Is this expected? Should a max upload interfere with a max download on this type of Internet connection?
Are you sure the bottleneck is your connection?
Do you also see this behavior when the simultaneous upload and download are occurring on different systems, or only when one system is handling both the upload and download?
If the problem goes away when independent machines are doing the work, the bottleneck is likely closer to the hard drive.
This sounds expected from my experience with lower end lines. On a home line, I've found that traffic shaping and changing buffer sizes can be a huge help.
TCP/IP without any unusual traffic shaping will favor the most aggressive traffic at the expense of everything else. In your case, this means responses to the outgoing ACKs and such for the download will be delayed or maybe even dropped. See if your HN404 supports class based queuing or something similar and try it out.
Yes it is expected. This is symptomatic of any case in which you have a throttled or capped connection. If you saturate your uplink it will affect your downlink and vice versa.

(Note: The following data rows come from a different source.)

//! Markdown rendering of a page record.
//!
//! Layout: YAML frontmatter, the page title, the source URL, then either the
//! error block or a content section (headings, then paragraphs) followed by a
//! links section, and a generation footer.

use std::collections::HashMap;
use std::fmt::Write;
use std::sync::LazyLock;

use chrono::{DateTime, SecondsFormat, Utc};
use regex::Regex;
use url::Url;

use sitedoc_shared::{DEFAULT_LINK_TEXT, NodeIndex, PageRecord};

/// Links listed per document after de-duplication.
const MAX_LINKS: usize = 30;

/// Render `record` as a Markdown document.
pub fn render_markdown(record: &PageRecord, index: &NodeIndex, generated_at: DateTime<Utc>) -> String {
    let timestamp = generated_at.to_rfc3339_opts(SecondsFormat::Secs, true);
    let title = match clean_text(&record.title) {
        t if t.is_empty() => "Untitled".to_string(),
        t => t,
    };

    let mut md = build_frontmatter(record, &title, index, &timestamp);

    let _ = writeln!(md, "# {}\n", escape_markdown(&title));
    let _ = writeln!(md, "**URL:** {}\n", url_ref(&record.url));
    md.push_str("---\n\n");

    if let Some(error) = &record.error {
        let _ = writeln!(md, "> **Error:** {}\n", escape_markdown(&clean_text(error)));
        push_footer(&mut md, &timestamp);
        return md;
    }

    let mut content_added = false;

    if !record.headings.is_empty() || !record.paragraphs.is_empty() {
        md.push_str("## Content\n\n");

        for heading in &record.headings {
            let text = clean_text(&heading.text);
            if text.is_empty() {
                continue;
            }
            let level = usize::from(heading.level).saturating_add(2).min(6);
            let _ = writeln!(md, "{} {}\n", "#".repeat(level), escape_markdown(&text));
            content_added = true;
        }

        for paragraph in &record.paragraphs {
            let text = clean_text(paragraph);
            if text.is_empty() {
                continue;
            }
            let _ = writeln!(md, "{}\n", escape_markdown(&text));
            content_added = true;
        }
    }

    if !record.links.is_empty() {
        md.push_str("## Links\n\n");
        for (text, url) in unique_links(record).into_iter().take(MAX_LINKS) {
            if text == DEFAULT_LINK_TEXT || text == url {
                let _ = writeln!(md, "- {}", url_ref(url));
            } else {
                let _ = writeln!(md, "- **{}:** {}", escape_markdown(&text), url_ref(url));
            }
        }
        md.push('\n');
    }

    if !content_added && record.links.is_empty() {
        md.push_str("_No structured content found on this page._\n\n");
    }

    push_footer(&mut md, &timestamp);
    md
}

/// Links de-duplicated by text, keeping the shortest URL for each text.
///
/// Texts keep the position of their first occurrence.
fn unique_links(record: &PageRecord) -> Vec<(String, &str)> {
    let mut ordered: Vec<(String, &str)> = Vec::new();
    let mut positions: HashMap<String, usize> = HashMap::new();

    for link in &record.links {
        if link.url.is_empty() {
            continue;
        }
        let text = match clean_text(&link.text) {
            t if t.is_empty() => DEFAULT_LINK_TEXT.to_string(),
            t => t,
        };

        match positions.get(&text) {
            Some(&pos) => {
                if link.url.len() < ordered[pos].1.len() {
                    ordered[pos].1 = link.url.as_str();
                }
            }
            None => {
                positions.insert(text.clone(), ordered.len());
                ordered.push((text, link.url.as_str()));
            }
        }
    }

    ordered
}

/// A URL as an autolink when it parses as an absolute URL, else as a code span.
fn url_ref(raw: &str) -> String {
    let autolinkable = Url::parse(raw).is_ok()
        && !raw.chars().any(|c| c.is_whitespace() || c.is_control() || c == '<' || c == '>');
    if autolinkable {
        format!("<{raw}>")
    } else {
        code_span(&clean_text(raw))
    }
}

/// Wrap `text` in a backtick fence longer than any backtick run inside it.
fn code_span(text: &str) -> String {
    let longest_run = text
        .split(|c| c != '`')
        .map(str::len)
        .max()
        .unwrap_or(0);
    let fence = "`".repeat(longest_run + 1);
    if text.starts_with('`') || text.ends_with('`') {
        format!("{fence} {text} {fence}")
    } else {
        format!("{fence}{text}{fence}")
    }
}

fn push_footer(md: &mut String, timestamp: &str) {
    md.push_str("---\n\n");
    let _ = writeln!(md, "_Generated {timestamp}_");
}

/// Build a YAML frontmatter block.
fn build_frontmatter(record: &PageRecord, title: &str, index: &NodeIndex, timestamp: &str) -> String {
    let mut fm = String::from("---\n");
    let _ = writeln!(fm, "source_url: \"{}\"", escape_yaml_string(&record.url));
    let _ = writeln!(fm, "title: \"{}\"", escape_yaml_string(title));
    let _ = writeln!(fm, "node: \"{index}\"");
    let _ = writeln!(fm, "generated_at: \"{timestamp}\"");
    if let Some(error) = &record.error {
        let _ = writeln!(fm, "error: \"{}\"", escape_yaml_string(&clean_text(error)));
    }
    fm.push_str("---\n\n");
    fm
}

/// Escape special characters in a YAML string value.
fn escape_yaml_string(s: &str) -> String {
    s.replace('\\', "\\\\").replace('"', "\\\"")
}

/// Drop NUL bytes and collapse every whitespace run (newlines, tabs) to one space.
pub(crate) fn clean_text(text: &str) -> String {
    text.replace('\0', "")
        .split_whitespace()
        .collect::<Vec<_>>()
        .join(" ")
}

/// Backslash-escape characters Markdown would otherwise interpret.
pub(crate) fn escape_markdown(text: &str) -> String {
    static SPECIAL_RE: LazyLock<Regex> =
        LazyLock::new(|| Regex::new(r"([\\`*_\[\]<>#|])").expect("valid regex"));

    SPECIAL_RE.replace_all(text, r"\$1").into_owned()
}

#[cfg(test)]
mod tests {
    use super::*;
    use chrono::TimeZone;
    use sitedoc_shared::{Heading, Link};

    fn generated_at() -> DateTime<Utc> {
        Utc.with_ymd_and_hms(2024, 1, 15, 10, 30, 0).unwrap()
    }

    fn sample_record() -> PageRecord {
        PageRecord {
            url: "https://example.com/".into(),
            title: "Example Domain".into(),
            headings: vec![
                Heading { level: 1, text: "Welcome".into() },
                Heading { level: 5, text: "Deep".into() },
                Heading { level: 2, text: "  ".into() },
            ],
            paragraphs: vec!["First paragraph.".into(), "Second\n\tparagraph.".into()],
            links: vec![
                Link { text: "Docs".into(), url: "https://example.com/documentation".into() },
                Link { text: "Docs".into(), url: "https://example.com/docs".into() },
                Link { text: DEFAULT_LINK_TEXT.into(), url: "https://example.com/img".into() },
                Link { text: "https://example.com/raw".into(), url: "https://example.com/raw".into() },
            ],
            child_urls: vec![],
            error: None,
        }
    }

    #[test]
    fn renders_frontmatter_and_title() {
        let md = render_markdown(&sample_record(), &NodeIndex::root(2).child(1), generated_at());

        assert!(md.starts_with("---\n"));
        assert!(md.contains("source_url: \"https://example.com/\""));
        assert!(md.contains("title: \"Example Domain\""));
        assert!(md.contains("node: \"2-1\""));
        assert!(md.contains("generated_at: \"2024-01-15T10:30:00Z\""));
        assert!(md.contains("# Example Domain\n"));
        assert!(md.contains("**URL:** <https://example.com/>"));
        assert!(md.ends_with("_Generated 2024-01-15T10:30:00Z_\n"));
    }

    #[test]
    fn renders_content_section() {
        let md = render_markdown(&sample_record(), &NodeIndex::root(1), generated_at());

        assert!(md.contains("## Content\n"));
        assert!(md.contains("\n### Welcome\n"));
        assert!(md.contains("\n###### Deep\n"));
        assert!(md.contains("Second paragraph."));
        assert!(!md.contains("No structured content"));

        let welcome = md.find("Welcome").unwrap();
        let first = md.find("First paragraph.").unwrap();
        assert!(welcome < first);
    }

    #[test]
    fn links_are_deduplicated_by_text() {
        let md = render_markdown(&sample_record(), &NodeIndex::root(1), generated_at());

        assert!(md.contains("- **Docs:** <https://example.com/docs>"));
        assert!(!md.contains("documentation"));
        assert!(md.contains("- <https://example.com/img>"));
        assert!(md.contains("- <https://example.com/raw>"));
    }

    #[test]
    fn link_list_is_capped() {
        let record = PageRecord {
            url: "https://example.com/".into(),
            title: "Many".into(),
            links: (0..40)
                .map(|i| Link {
                    text: format!("Page {i}"),
                    url: format!("https://example.com/{i}"),
                })
                .collect(),
            ..PageRecord::default()
        };
        let md = render_markdown(&record, &NodeIndex::root(1), generated_at());

        assert_eq!(md.matches("\n- **Page").count(), MAX_LINKS);
        assert!(md.contains("Page 29"));
        assert!(!md.contains("Page 30"));
    }

    #[test]
    fn error_record_renders_only_the_error() {
        let record = PageRecord::failed("https://example.com/missing", "network error: HTTP 404 Not Found");
        let md = render_markdown(&record, &NodeIndex::root(1), generated_at());

        assert!(md.contains("error: \"network error: HTTP 404 Not Found\""));
        assert!(md.contains("> **Error:** network error: HTTP 404 Not Found"));
        assert!(md.contains("# Untitled"));
        assert!(!md.contains("## Content"));
        assert!(!md.contains("## Links"));
    }

    #[test]
    fn empty_page_gets_placeholder() {
        let record = PageRecord {
            url: "https://example.com/".into(),
            title: "Blank".into(),
            ..PageRecord::default()
        };
        let md = render_markdown(&record, &NodeIndex::root(1), generated_at());
        assert!(md.contains("_No structured content found on this page._"));
    }

    #[test]
    fn unparseable_urls_render_as_code_spans() {
        let record = PageRecord {
            url: "not a url".into(),
            title: "Broken".into(),
            links: vec![
                Link { text: "Broken".into(), url: "http://[broken".into() },
                Link { text: "Tick".into(), url: "a`b <c>".into() },
            ],
            ..PageRecord::default()
        };
        let md = render_markdown(&record, &NodeIndex::root(1), generated_at());

        assert!(md.contains("**URL:** `not a url`"));
        assert!(!md.contains("<not a url>"));
        assert!(md.contains("- **Broken:** `http://[broken`"));
        assert!(md.contains("- **Tick:** ``a`b <c>``"));
    }

    #[test]
    fn link_text_whitespace_is_collapsed() {
        let record = PageRecord {
            url: "https://example.com/".into(),
            title: "Links".into(),
            links: vec![Link { text: "Read\n   more".into(), url: "https://example.com/more".into() }],
            ..PageRecord::default()
        };
        let md = render_markdown(&record, &NodeIndex::root(1), generated_at());
        assert!(md.contains("- **Read more:** <https://example.com/more>"));
    }

    #[test]
    fn code_span_fences_outgrow_backtick_runs() {
        assert_eq!(code_span("plain"), "`plain`");
        assert_eq!(code_span("a``b"), "```a``b```");
        assert_eq!(code_span("`edge"), "`` `edge ``");
    }

    #[test]
    fn text_is_cleaned_and_escaped() {
        assert_eq!(clean_text(" a\0b \r\n c\t "), "ab c");
        assert_eq!(escape_markdown("*bold* [x] #1 a_b"), r"\*bold\* \[x\] \#1 a\_b");
        assert_eq!(escape_yaml_string(r#"say "hi" \o/"#), r#"say \"hi\" \\o/"#);
    }
}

This is because the your connection's rate-limiting impacts the TCP handshake acknowledgement packets (ACKs) and disrupts the normal "balance" of how these packets flow.
This is very thoroughly described on this page about Cable Modem Troubleshooting Tips, although it is not limited to cable modems:
If you saturate your cable modem's
upload cap with an upload, the ACK
packets of your download will have to
queue up waiting for a gap between the
congested upload data packets. So your
ACKs will be delayed getting back to
the remote download server, and it
will therefore believe you are on a
very slow link, and slow down the
transmission of further data to you.
So how do you avoid this? The best way is to implement some sort of traffic-shaping or QoS (Quality of Service) on individual sessions to limit them to a maximum throughput based on a percentage of your total available bandwidth.
For example on my home network I have it so that no outbound connection can utilize any more than 67% (2/3rd) of my 192Kbps uplink. That means any single outbound session can only utilized 128Kbps, therefore protecting my downlink speed by preventing the uplink from becoming saturated.
In most cases you are able to perform this kind of traffic-shaping based on any available criteria such as source ip, destination ip, protocol, port, time of day, etc.
It appears that I was wrong about the simultaneous transfer speeds. The 250KB/s speeds up and down were miscalculated by the transfer program (seemed to have been showing a high average speed). Apparently the Business Ethernet (in this case it is an XO circuit provisioned by Speakeasy) only supports 3Mb total, not up AND down (for 6Mbit total). So if I am transferring up and down at the same time in theory I should only have 1.5Mbit up and down or 187.5KB/s at the maximum (if there was zero overhead).